Exercise details ▸ From the entries that follow, reproduce exactly and only the lines from the line with "it moved to." to the line with "the conflict policy.", endpoints included.

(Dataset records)
//! Sync-specific types: patch variants, queued mutations, conflicts, and the
//! policy callbacks the host can supply.

use std::fmt;
use std::sync::Arc;

use serde_json::Value;

// ============================================================================
// StatePatch — the mutation payload
// ============================================================================

/// The payload of a local mutation.
///
/// `Value` is a plain partial state; `Fn` is resolved against the state it is
/// eventually applied to; `Explicit` carries precomputed changes plus path
/// deletions (produced by conflict resolution and granular delete replay).
#[derive(Clone)]
pub enum StatePatch {
    Value(Value),
    Fn(Arc<dyn Fn(&Value) -> Value + Send + Sync>),
    Explicit {
        changes: Value,
        deletions: Vec<Vec<String>>,
    },
}

impl StatePatch {
    /// Resolve the patch into a concrete partial state against `state`.
    pub fn resolve(&self, state: &Value) -> Value {
        match self {
            StatePatch::Value(v) => v.clone(),
            StatePatch::Fn(f) => f(state),
            StatePatch::Explicit { changes, .. } => changes.clone(),
        }
    }

    /// Path deletions carried by an explicit patch.
    pub fn deletions(&self) -> &[Vec<String>] {
        match self {
            StatePatch::Explicit { deletions, .. } => deletions,
            _ => &[],
        }
    }
}

impl fmt::Debug for StatePatch {
    fn fmt(&self, f: &mut fmt::Formatter<'_>) -> fmt::Result {
        match self {
            StatePatch::Value(v) => f.debug_tuple("Value").field(v).finish(),
            StatePatch::Fn(_) => f.write_str("Fn(..)"),
            StatePatch::Explicit { changes, deletions } => f
                .debug_struct("Explicit")
                .field("changes", changes)
                .field("deletions", deletions)
                .finish(),
        }
    }
}

impl From<Value> for StatePatch {
    fn from(value: Value) -> Self {
        StatePatch::Value(value)
    }
}

// ============================================================================
// Mutation
// ============================================================================

/// A local mutation buffered in the sync queue.
#[derive(Debug, Clone)]
pub struct Mutation {
    /// Monotonic id assigned by the queue.
    pub id: u64,
    /// Epoch milliseconds at enqueue time.
    pub timestamp: i64,
    pub patch: StatePatch,
    pub replace: bool,
}

// ============================================================================
// Conflicts
// ============================================================================

/// Three-way divergence on one top-level field: the remote moved while we
/// were away, and our pending value differs from where it moved to.
#[derive(Debug, Clone, PartialEq)]
pub struct Conflict {
    pub field: String,
    /// Local value just before disconnect.
    pub stale_value: Option<Value>,
    /// Value observed after re-hydration.
    pub remote_value: Option<Value>,
    /// Value a queued mutation wants to write.
    pub pending_value: Option<Value>,
}

/// Resolution strategy returned by the conflict policy.
#[derive(Debug, Clone, PartialEq)]
pub enum ConflictStrategy {
    /// Strip conflicting fields from pending mutations; the remote wins.
    KeepRemote,
    /// Replay pending mutations unchanged; local wins.
    KeepLocal,
    /// Apply one synthesised mutation carrying exactly `merged_values`.
    /// Without values this degrades to `KeepRemote`.
    Merge { merged_values: Option<Value> },
}

// ============================================================================
// Host callbacks
// ============================================================================

/// Observes the reconstructed tree during hydration. Panics are caught and
/// logged, never propagated.
pub type OnHydrate = Arc<dyn Fn(&Value) + Send + Sync>;

/// Chooses a resolution strategy for a batch of conflicts. Panics fall back
/// to `KeepRemote`.
pub type OnConflict = Arc<dyn Fn(&[Conflict]) -> ConflictStrategy + Send + Sync>;
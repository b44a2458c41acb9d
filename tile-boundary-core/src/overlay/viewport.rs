//
// Copyright (c) Pirmin Kalberer. All rights reserved.
// Licensed under the MIT License. See LICENSE file in the project root for full license information.
//

use crate::overlay::OverlayError;
use std::str::FromStr;
use tile_grid::{extent_wgs84_to_merc, Extent};

/// Visible map area as reported by the map view
#[derive(Clone, Debug)]
pub struct Viewport {
    pub extent: Extent,
    /// SRID of `extent` (3857 or 4326)
    pub srid: i32,
    /// Display scale denominator
    pub scale: Option<f64>,
    /// Logical screen DPI
    pub dpi: Option<f64>,
}

impl Viewport {
    /// Viewport in Web Mercator coordinates
    pub fn new(extent: Extent) -> Viewport {
        Viewport {
            extent,
            srid: 3857,
            scale: None,
            dpi: None,
        }
    }
    pub fn with_srid(mut self, srid: i32) -> Viewport {
        self.srid = srid;
        self
    }
    pub fn with_scale(mut self, scale: f64) -> Viewport {
        self.scale = Some(scale);
        self
    }
    pub fn with_dpi(mut self, dpi: f64) -> Viewport {
        self.dpi = Some(dpi);
        self
    }
    /// Viewport extent in Web Mercator coordinates
    pub fn projected_extent(&self) -> Result<Extent, OverlayError> {
        match self.srid {
            3857 | 900913 => Ok(self.extent.clone()),
            4326 => Ok(extent_wgs84_to_merc(&self.extent)),
            srid => Err(OverlayError::UnsupportedSrid(srid)),
        }
    }
}

impl FromStr for Viewport {
    type Err = String;

    /// Parse `minx,miny,maxx,maxy[,srid]`
    fn from_str(s: &str) -> Result<Viewport, String> {
        let arr = s
            .split(',')
            .map(|v| v.trim().parse::<f64>())
            .collect::<Result<Vec<f64>, _>>()
            .map_err(|_| format!("Error parsing '{}' as list of float values", s))?;
        let srid = match arr.len() {
            4 => 3857,
            5 if arr[4].fract() == 0.0 => arr[4] as i32,
            _ => return Err(format!("Expected minx,miny,maxx,maxy[,srid], got '{}'", s)),
        };
        let extent = Extent {
            minx: arr[0],
            miny: arr[1],
            maxx: arr[2],
            maxy: arr[3],
        };
        Ok(Viewport::new(extent).with_srid(srid))
    }
}
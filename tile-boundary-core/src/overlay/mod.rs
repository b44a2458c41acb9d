//
// Copyright (c) Pirmin Kalberer. All rights reserved.
// Licensed under the MIT License. See LICENSE file in the project root for full license information.
//

//! Tile boundaries for a map viewport

mod boundary;
mod error;
mod layer;
mod manager;
mod viewport;

pub use self::boundary::TileBoundary;
pub use self::error::OverlayError;
pub use self::layer::BoundaryLayer;
pub use self::manager::BoundaryOverlay;
pub use self::viewport::Viewport;
//
// Copyright (c) Pirmin Kalberer. All rights reserved.
// Licensed under the MIT License. See LICENSE file in the project root for full license information.
//

pub mod config;
pub mod gridcfg;

pub use self::config::{parse_config, read_config, ApplicationCfg, Config};
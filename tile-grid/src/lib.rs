//! A library for Web Mercator tile grid calculations
//!
//! ## Tile extents
//!
//! ```rust
//! use tile_grid::{Extent, MercatorGrid, ORIGIN_SHIFT};
//!
//! let grid = MercatorGrid::xyz();
//! assert_eq!(
//!     grid.tile_extent(0, 0, 0).unwrap(),
//!     Extent {
//!         minx: -ORIGIN_SHIFT,
//!         miny: -ORIGIN_SHIFT,
//!         maxx: ORIGIN_SHIFT,
//!         maxy: ORIGIN_SHIFT,
//!     }
//! );
//! assert_eq!(grid.tile_index(1000.0, 1000.0, 1).unwrap(), (1, 0));
//! ```
//!
//! ## Tiles covering a viewport
//!
//! ```rust
//! use tile_grid::{Extent, MercatorGrid};
//!
//! let grid = MercatorGrid::vector();
//! let viewport = Extent {
//!     minx: -1000.0,
//!     miny: -1000.0,
//!     maxx: 1000.0,
//!     maxy: 1000.0,
//! };
//! for tile in grid.tile_grid(&viewport, 4).unwrap() {
//!     println!("Tile {}", tile);
//! }
//! ```
//!
//! ## Zoom level from display scale
//!
//! ```rust
//! use tile_grid::MercatorGrid;
//!
//! let grid = MercatorGrid::xyz();
//! let scale = grid.scale_denominator(12, 96.0).unwrap();
//! assert_eq!(grid.estimate_zoom(scale, 96.0).unwrap(), 12);
//! ```

mod error;
mod grid;
mod grid_iterator;
#[cfg(test)]
mod grid_test;
mod tile;

pub use error::GridError;
pub use grid::{
    clamp_zoom, extent_wgs84_to_merc, lonlat_to_merc, MercatorGrid, TileType, EARTH_RADIUS,
    INCHES_PER_METER, MAX_LATITUDE, MAX_ZOOM, ORIGIN_SHIFT,
};
pub use grid_iterator::TileIter;
pub use tile::{Extent, TileIndex, TileRange};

Exercise answer ▸
/// were away, and our pending value differs from where it moved to.
#[derive(Debug, Clone, PartialEq)]
pub struct Conflict {
    pub field: String,
    /// Local value just before disconnect.
    pub stale_value: Option<Value>,
    /// Value observed after re-hydration.
    pub remote_value: Option<Value>,
    /// Value a queued mutation wants to write.
    pub pending_value: Option<Value>,
}

/// Resolution strategy returned by the conflict policy.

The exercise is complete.